Burmese Australians

Total population
- Burmese; 39,171 (by birth, 2021 census); 207,112 (by ancestry, 2011 Census);

Regions with significant populations
- Western Australia: 8,704
- Victoria: 10,973
- New South Wales: 7,128
- Queensland: 3,172
- South Australia: 2,348

Languages
- Australian English · Burmese · Karen · Hakha Chin · Shan · Kachin · Mon · Rakhine

Religion
- Baptists (33.1%), Buddhism (25.2%), Catholicism (12.3%), Islam (9.7%), other Christianity (5.7%)

Related ethnic groups
- Anglo-Burmese people, Bangladeshi Australians, Chinese Australians, Indian Australians, Rohingya people, Thai Australians

= Burmese Australians =

Burmese Australians (ဗမာနွယ်ဖွား သြစတြေးလျ) are Australian citizens
who carry full or partial ancestry from Myanmar, also known as Burma, a country located in Southeast Asia. The majority ethnic group of Burma is the Bamar people, but there are also numerous Burmese ethnic minorities.

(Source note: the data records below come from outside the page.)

//! Silence sweep: flag services that have gone quiet.
//!
//! The engine never rejects a late update; instead this sweep marks services
//! whose last accepted update exceeds the configured window as stale. The
//! flag clears on the next accepted update. Nothing auto-expires.

use chrono::{DateTime, Utc};
use tracing::{debug, warn};

use crate::common::{EngineResult, EventId};
use crate::config::EngineConfig;
use crate::domains::status::events::StatusEvent;
use crate::kernel::deps::EngineDeps;
use crate::kernel::store::{CasResult, ServiceMutation, ServiceStore};

/// Flag every service silent for longer than `config.max_silence`.
///
/// Returns one `ServiceFlaggedStale` event per newly flagged service.
pub async fn flag_stale_services(
    deps: &EngineDeps,
    config: &EngineConfig,
    now: DateTime<Utc>,
) -> EngineResult<Vec<StatusEvent>> {
    let services = deps.services.list_all().await?;
    let mut events = Vec::new();

    for service in services {
        if service.stale || now - service.last_capacity_update <= config.max_silence {
            continue;
        }

        match deps
            .services
            .apply(service.id, ServiceMutation::FlagStale, service.version)
            .await?
        {
            CasResult::Applied(_) => {
                warn!(
                    service_id = %service.id,
                    last_update = %service.last_capacity_update,
                    "Service flagged stale"
                );
                events.push(StatusEvent::ServiceFlaggedStale {
                    event_id: EventId::new(),
                    service_id: service.id,
                    manager_id: service.manager_id,
                    last_capacity_update: service.last_capacity_update,
                    flagged_at: now,
                });
            }
            CasResult::VersionMismatch { .. } => {
                // A concurrent update just landed; the service is no longer
                // silent, or the next sweep will catch it.
                debug!(service_id = %service.id, "Skipped stale flag, service moved");
            }
        }
    }

    Ok(events)
}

Burma was historically ruled as a British colony throughout the late 19th and early 20th centuries, and it was part of the British Raj (i.e., British India) at one point. The United Kingdom lost control of Burma to the Empire of Japan during World War II (1942), regained control over Burma in 1945, and was subsequently expelled from Burma in 1948 when the country became independent.

Like Burma, Australia was also historically a British colony, though Australia's indigenous population has largely been replaced by Anglo-Celtic Australians and other settler groups, whereas Anglo-Burmese people constitute a minority of Burma's native population.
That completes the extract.